Life rarely goes as planned and often throws wrenches in our carefully placed gears. Whether it is an unexpected thunderstorm, late bus, or even spilled oatmeal, it can set an ominous tune to the day. Working with children exemplifies the odds of plans being derailed. At Green Apple, we not only learn to roll with it, we learn to embrace it. One of the most important lessons I have learned working with children is to let go of my plans or preconceived notions and observe the situation for what it’s potential is.
A few weeks ago we had a stormy morning that halted our plan of going outside. I carefully prepared invitations for my group based on our theme and eagerly waited for the children to jump into them. I watched as they bypassed the feathers, beads, and magnets and headed straight for the dolls. They then proceeded to crawl under the tables acting out a “family” and adding picnic supplies to their collection.
My instinct was to redirect them out from under the tables and try to spark their interest in what I had set out. Instead I observed. I watched as they ducked in and out bumping their heads but not minding as the created a secret place only they could fit. Ah Ha!
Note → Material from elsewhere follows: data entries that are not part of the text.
//! bridgewire wires a token bridge to the canonical messenger of an L2 network.

mod cli;

use std::path::{Path, PathBuf};

use alloy_core::{hex, primitives::Address};
use anyhow::{Context, Result};
use clap::Parser;
use comfy_table::Table;
use figment::{
    Figment,
    providers::{Env, Format, Serialized, Toml},
};
use strum::IntoEnumIterator;

use bridgewire_deploy::{
    ArtifactFactory, CONFIG_FILENAME, ChainClients, ConfigStore, DeployConfig, DeploymentParameters,
    JsonFileStore, L2BridgeRequest, Milestone, Orchestrator, ParameterResolver, PlanRequest,
    RpcChainClient, SetupState, SignerRole, WrapperRequest, store::require,
};
use cli::{ArgsTarget, Cli, Command};

/// Resolve the config argument to a file path.
fn config_file(path: &Path) -> PathBuf {
    if path.is_dir() {
        path.join(CONFIG_FILENAME)
    } else {
        path.to_path_buf()
    }
}

/// Layer built-in defaults, the TOML file and `BRIDGEWIRE_*` environment variables.
fn load_config(path: &Path) -> Result<DeployConfig> {
    Figment::from(Serialized::defaults(DeployConfig::default()))
        .merge(Toml::file(path))
        .merge(Env::prefixed("BRIDGEWIRE_").split("__"))
        .extract()
        .with_context(|| format!("Failed to load configuration from {}", path.display()))
}

#[tokio::main]
async fn main() -> Result<()> {
    let cli = Cli::parse();

    // Initialize the logger.
    tracing_subscriber::fmt()
        .with_max_level(cli.verbosity)
        .init();

    let config_path = config_file(&cli.config);
    let mut config = load_config(&config_path)?;
    if let Some(state) = cli.state {
        config.state_path = state;
    }
    let store = JsonFileStore::new(config.state_path.clone());

    match cli.command {
        Command::Init { force } => {
            if config_path.exists() && !force {
                anyhow::bail!(
                    "{} already exists, pass --force to overwrite it",
                    config_path.display()
                );
            }
            config.save_to_file(&config_path)?;
        }
        Command::Classify { chain_id } => {
            let family = config.protocol.chains.classify(chain_id)?;
            println!("{family}");
        }
        Command::Plan {
            l1_network,
            l2_network,
            token,
            bonder,
            l1_bridge,
        } => {
            let patch = config.protocol.catalog().plan(&PlanRequest {
                l1_network,
                l2_network,
                token,
                bonder,
                l1_bridge,
            })?;
            let state = store.write(&patch)?;

            tracing::info!(
                state_path = %store.path().display(),
                l1_chain_id = ?state.l1_chain_id,
                l2_chain_id = ?state.l2_chain_id,
                "Setup state seeded from the network catalog"
            );
            println!("{}", state_table(&state)?);
        }
        Command::Args {
            target,
            governance,
            abi,
        } => {
            let state = store.read()?;
            let params = resolve_args(&config, &state, target, governance)?;
            if abi {
                println!("{}", hex::encode_prefixed(params.abi_encode()));
            } else {
                println!("{params}");
            }
        }
        Command::SetupL1 => setup_l1(&config, store).await?,
        Command::SetupL2 { router } => {
            if let Some(router) = router {
                store.write(&SetupState {
                    l2_uniswap_router_address: Some(router),
                    ..SetupState::default()
                })?;
            }
            setup_l2(&config, store).await?
        }
        Command::Status => {
            let state = store.read()?;
            println!("{}", state_table(&state)?);
            println!("{}", milestone_table(&state));
        }
    }

    Ok(())
}

async fn setup_l1(config: &DeployConfig, store: JsonFileStore) -> Result<()> {
    let state = store.read()?;
    let l1_chain_id = require(state.l1_chain_id, "l1ChainId")?;
    let l2_chain_id = require(state.l2_chain_id, "l2ChainId")?;

    let l1 = RpcChainClient::new(config.l1_client()?.clone())?;
    let clients = match config.l2_client(l1_chain_id, l2_chain_id)? {
        Some(l2) => ChainClients::with_l2(l1, RpcChainClient::new(l2.clone())?),
        None => ChainClients::l1_only(l1),
    };
    let factory = ArtifactFactory::new(config.artifacts_dir.clone());

    let outcome = Orchestrator::new(
        &config.protocol,
        config.orchestrator,
        clients,
        factory,
        store,
    )
    .run()
    .await?;

    tracing::info!(
        family = %outcome.family,
        messenger_wrapper = %outcome.messenger_wrapper,
        transactions = outcome.transactions.len(),
        "L1 setup finished"
    );
    println!("{}", outcome.messenger_wrapper);
    Ok(())
}

async fn setup_l2(config: &DeployConfig, store: JsonFileStore) -> Result<()> {
    let l1 = RpcChainClient::new(config.l1_client()?.clone())?;
    let l2 = RpcChainClient::new(config.require_l2_client()?.clone())?;
    let factory = ArtifactFactory::new(config.artifacts_dir.clone());

    let outcome = Orchestrator::new(
        &config.protocol,
        config.orchestrator,
        ChainClients::with_l2(l1, l2),
        factory,
        store,
    )
    .run_l2()
    .await?;

    tracing::info!(
        family = %outcome.family,
        executed = outcome.executed.len(),
        skipped = outcome.skipped.len(),
        transactions = outcome.transactions.len(),
        "L2 setup finished"
    );
    Ok(())
}

fn resolve_args(
    config: &DeployConfig,
    state: &SetupState,
    target: ArgsTarget,
    governance: Option<Address>,
) -> Result<DeploymentParameters> {
    let protocol = &config.protocol;
    let resolver = ParameterResolver::new(&protocol.chains, &protocol.address_book, &protocol.messenger);
    let l1_chain_id = require(state.l1_chain_id, "l1ChainId")?;
    let l2_chain_id = require(state.l2_chain_id, "l2ChainId")?;
    let l1_bridge = require(state.l1_bridge_address, "l1BridgeAddress")?;

    let params = match target {
        ArgsTarget::Wrapper => resolver
            .resolve_wrapper_args(&WrapperRequest {
                l1_chain_id,
                l2_chain_id,
                l1_bridge,
                l2_bridge: require(state.l2_bridge_address, "l2BridgeAddress")?,
                l1_messenger: state.l1_messenger_address,
                l2_tunnel: state.l2_messenger_proxy_address,
                fx_root_override: state.fx_root_address,
            })?
            .to_params(),
        ArgsTarget::L2Bridge => {
            let governance = match governance {
                Some(governance) => governance,
                None => config
                    .l1_client()?
                    .signers
                    .get(&SignerRole::Governance)
                    .copied()
                    .context("No governance address given and no governance signer configured")?,
            };
            resolver
                .resolve_l2_bridge_args(&L2BridgeRequest {
                    l1_chain_id,
                    l2_chain_id,
                    l2_messenger: require(state.l2_messenger_address, "l2MessengerAddress")?,
                    l2_messenger_proxy: state.l2_messenger_proxy_address,
                    governance,
                    h_token: require(state.l2_h_token_address, "l2HopBridgeTokenAddress")?,
                    l1_bridge,
                    active_chain_ids: protocol.chains.all_chain_ids(),
                    bonders: state.bonder_address.into_iter().collect(),
                })?
                .to_params()
        }
    };

    Ok(params)
}

/// Every set field of the state, keyed by its persisted name.
fn state_table(state: &SetupState) -> Result<Table> {
    let value = serde_json::to_value(state).context("Failed to encode setup state")?;
    let mut table = Table::new();
    table.set_header(vec!["Key", "Value"]);

    if let serde_json::Value::Object(fields) = value {
        for (key, value) in fields {
            let value = match value {
                serde_json::Value::String(s) => s,
                serde_json::Value::Array(items) if key == "completed" => {
                    format!("{} milestones", items.len())
                }
                other => other.to_string(),
            };
            table.add_row(vec![key, value]);
        }
    }
    Ok(table)
}

fn milestone_table(state: &SetupState) -> Table {
    let mut table = Table::new();
    table.set_header(vec!["Milestone", "Step", "Done"]);
    for milestone in Milestone::iter() {
        let done = if state.is_completed(milestone) { "yes" } else { "no" };
        table.add_row(vec![
            milestone.to_string(),
            milestone.description().to_string(),
            done.to_string(),
        ]);
    }
    table
}

#[cfg(test)]
mod tests {
    use bridgewire_deploy::chain::ids;
    use tempdir::TempDir;

    use super::*;

    #[test]
    fn test_load_config_missing_file_uses_defaults() {
        let dir = TempDir::new("bridgewire-cli").unwrap();
        let config = load_config(&config_file(dir.path())).unwrap();
        assert_eq!(config.orchestrator, DeployConfig::default().orchestrator);
        assert_eq!(config.protocol, DeployConfig::default().protocol);
    }

    #[test]
    fn test_load_config_reads_toml() {
        let dir = TempDir::new("bridgewire-cli").unwrap();
        std::fs::write(
            dir.path().join(CONFIG_FILENAME),
            "state_path = \"custom-state.json\"\n\n[orchestrator]\nstep_delay_secs = 1\n",
        )
        .unwrap();

        let config = load_config(&config_file(dir.path())).unwrap();
        assert_eq!(config.state_path, PathBuf::from("custom-state.json"));
        assert_eq!(config.orchestrator.step_delay_secs, 1);
        assert_eq!(config.orchestrator.confirmation_timeout_secs, 300);
    }

    #[test]
    fn test_state_table_lists_set_fields() {
        let mut state = SetupState {
            l1_chain_id: Some(ids::KOVAN),
            ..SetupState::default()
        };
        state.completed.insert(Milestone::DeployWrapper);

        let rendered = state_table(&state).unwrap().to_string();
        assert!(rendered.contains("l1ChainId"));
        assert!(rendered.contains("42"));
        assert!(rendered.contains("1 milestones"));
        assert!(!rendered.contains("l2ChainId"));

        let rendered = milestone_table(&state).to_string();
        assert!(rendered.contains("deploy-wrapper"));
        assert!(rendered.contains("send-to-l2"));
        assert!(rendered.contains("l2-add-liquidity"));
    }

    #[test]
    fn test_wrapper_args_need_bridge_addresses() {
        let state = SetupState {
            l1_chain_id: Some(ids::KOVAN),
            l2_chain_id: Some(ids::OPTIMISM_TESTNET_1),
            ..SetupState::default()
        };
        let err = resolve_args(&DeployConfig::default(), &state, ArgsTarget::Wrapper, None)
            .unwrap_err();
        assert!(err.to_string().contains("l1BridgeAddress is not set"));
    }
}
I grabbed a blanket, the extra pillows, and some tacks and headed to a corner. Intrigued the group soon followed. We quickly assembled a blanket fort and they took over. Soon there were 8 little bodies bobbing in and out with dolls, pillows, and pretend food completely immersed in their own world. This engagement continued the entire morning and again in the afternoon as my carefully planned invitations sat untouched on the tables.
Instead of being discouraged at the failed attempt to perceive their interests, I realized that I had projected my own enjoyment of loose parts onto the group and was glad I could let go of that and find what the children were really intrigued with. I was able to read into their actions and act accordingly; embracing spontaneity. It reminds me to be flexible and ready to switch whatever I had in mind as it may lead to a more valuable experience. Not being able to go outside felt at first like a disappointment but revealed a possible new theme.
I encourage you, as hard as it might be, to enjoy the possibilities and not to get held up on plans. Life throws countless obstacles at us each day and often gives new opportunities. You never know what you or your family might gain from those surprises; whether it be a new route to school, a chance to practice autonomy and independence, or even an unexpected new interest.